INFORMATION GIVEN START

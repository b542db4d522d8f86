// Shared test helpers for database setup, input files and fake resolvers.
//
// This module provides common utilities used across multiple test files to reduce duplication.

#![allow(dead_code)] // Each test binary uses a different subset

use std::io::Write;
use std::sync::atomic::{AtomicUsize, Ordering};
use std::sync::{Arc, Mutex};
use std::time::Duration;

use async_trait::async_trait;
use sqlx::SqlitePool;
use tempfile::NamedTempFile;

use domain_enrich::dns::{empty_records, DnsInfo, DnsRecordType};
use domain_enrich::enrich::{DnsLookup, IpLookup, TechLookup, WhoisLookup};
use domain_enrich::error_handling::{FailureReason, LookupFailure, LookupOutcome, LookupSource};
use domain_enrich::ip::IpInfo;
use domain_enrich::rate_limiter::{Clock, ManualClock};
use domain_enrich::run_migrations;
use domain_enrich::tech::TechProfile;
use domain_enrich::whois::WhoisInfo;

/// Creates a test database pool with migrations applied.
/// Uses a single-connection in-memory database for fast test execution.
pub async fn create_test_pool() -> Arc<SqlitePool> {
    let pool = sqlx::sqlite::SqlitePoolOptions::new()
        .max_connections(1)
        .connect("sqlite::memory:")
        .await
        .expect("Failed to create test database pool");
    run_migrations(&pool)
        .await
        .expect("Failed to run migrations");
    Arc::new(pool)
}

/// Writes one entry per line to a temporary file.
pub fn write_domains_to_file(lines: &[&str]) -> NamedTempFile {
    let mut file = NamedTempFile::new().expect("Failed to create temp file");
    for line in lines {
        writeln!(file, "{}", line).expect("Failed to write domain");
    }
    file.flush().expect("Failed to flush file");
    file
}

pub fn timeout_failure(source: LookupSource) -> LookupFailure {
    LookupFailure::new(source, FailureReason::Timeout, "timed out")
}

/// WHOIS fake answering the same registrar for every domain.
pub struct StaticWhois(pub LookupOutcome<WhoisInfo>);

#[async_trait]
impl WhoisLookup for StaticWhois {
    async fn lookup_whois(&self, _domain: &str) -> LookupOutcome<WhoisInfo> {
        self.0.clone()
    }
}

/// DNS fake resolving every domain to `ip`, or failing every record type.
pub struct StaticDns {
    pub ip: Option<&'static str>,
    pub nameserver: Option<&'static str>,
}

#[async_trait]
impl DnsLookup for StaticDns {
    async fn resolve_dns(&self, _domain: &str) -> DnsInfo {
        let Some(ip) = self.ip else {
            let failures = [
                LookupSource::DnsA,
                LookupSource::DnsAaaa,
                LookupSource::DnsMx,
                LookupSource::DnsNs,
                LookupSource::DnsCname,
            ]
            .into_iter()
            .map(timeout_failure)
            .collect();
            return DnsInfo::from_records(empty_records(), failures);
        };

        let mut records = empty_records();
        records.insert(DnsRecordType::A, vec![ip.to_string()]);
        if let Some(ns) = self.nameserver {
            records.insert(DnsRecordType::NS, vec![ns.to_string()]);
        }
        DnsInfo::from_records(records, Vec::new())
    }
}

/// IP fake that records, per call, how far the clock had moved.
pub struct ClockedIp {
    pub clock: Arc<ManualClock>,
    pub call_times: Mutex<Vec<Duration>>,
    pub info: IpInfo,
}

impl ClockedIp {
    pub fn new(clock: Arc<ManualClock>, info: IpInfo) -> Self {
        Self {
            clock,
            call_times: Mutex::new(Vec::new()),
            info,
        }
    }

    pub fn calls(&self) -> Vec<Duration> {
        self.call_times.lock().expect("call log poisoned").clone()
    }
}

#[async_trait]
impl IpLookup for ClockedIp {
    async fn lookup_ip(&self, _ip: &str) -> LookupOutcome<IpInfo> {
        let elapsed = self.clock.elapsed();
        self.call_times
            .lock()
            .expect("call log poisoned")
            .push(elapsed);
        Ok(self.info.clone())
    }
}

/// Technology fake returning a fixed profile and counting calls.
pub struct StaticTech {
    pub profile: LookupOutcome<TechProfile>,
    pub calls: AtomicUsize,
}

impl StaticTech {
    pub fn new(profile: LookupOutcome<TechProfile>) -> Self {
        Self {
            profile,
            calls: AtomicUsize::new(0),
        }
    }

    pub fn calls(&self) -> usize {
        self.calls.load(Ordering::SeqCst)
    }
}

#[async_trait]
impl TechLookup for StaticTech {
    async fn classify_tech(&self, _domain: &str) -> LookupOutcome<TechProfile> {
        self.calls.fetch_add(1, Ordering::SeqCst);
        self.profile.clone()
    }
}

/// Keeps `ManualClock` reachable as a `dyn Clock` for drivers.
pub fn as_clock(clock: &Arc<ManualClock>) -> Arc<dyn Clock> {
    Arc::clone(clock) as Arc<dyn Clock>
}
//! WHOIS data structures.

use chrono::NaiveDate;
use serde::{Deserialize, Serialize};

/// What the WHOIS resolver contributes to an enrichment record.
#[derive(Debug, Clone, Default, PartialEq)]
pub struct WhoisInfo {
    /// Registrar name as reported (normalized later by the orchestrator)
    pub registrar: Option<String>,
    /// Registration date, truncated to a calendar date
    pub creation_date: Option<NaiveDate>,
    /// Secondary fields, stored but never used by merge logic
    pub details: WhoisDetails,
}

/// Secondary WHOIS fields kept for storage.
#[derive(Debug, Clone, Default, PartialEq, Eq, Serialize, Deserialize)]
pub struct WhoisDetails {
    /// Expiration date (`YYYY-MM-DD`)
    pub expiration_date: Option<String>,
    /// Last updated date (`YYYY-MM-DD`)
    pub updated_date: Option<String>,
    /// Nameservers, lower-cased, in first-seen order
    #[serde(default)]
    pub name_servers: Vec<String>,
    /// EPP status codes (e.g. "clientTransferProhibited")
    #[serde(default)]
    pub status: Vec<String>,
}

impl WhoisDetails {
    pub fn is_empty(&self) -> bool {
        self.expiration_date.is_none()
            && self.updated_date.is_none()
            && self.name_servers.is_empty()
            && self.status.is_empty()
    }
}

INFORMATION GIVEN END

■ TRY IT
If the string "calls" appears in a line of the entries, report the line.

■ WORKED SOLUTION
    pub fn calls(&self) -> Vec<Duration> {
/// Technology fake returning a fixed profile and counting calls.
    pub calls: AtomicUsize,
            calls: AtomicUsize::new(0),
    pub fn calls(&self) -> usize {
        self.calls.load(Ordering::SeqCst)
        self.calls.fetch_add(1, Ordering::SeqCst);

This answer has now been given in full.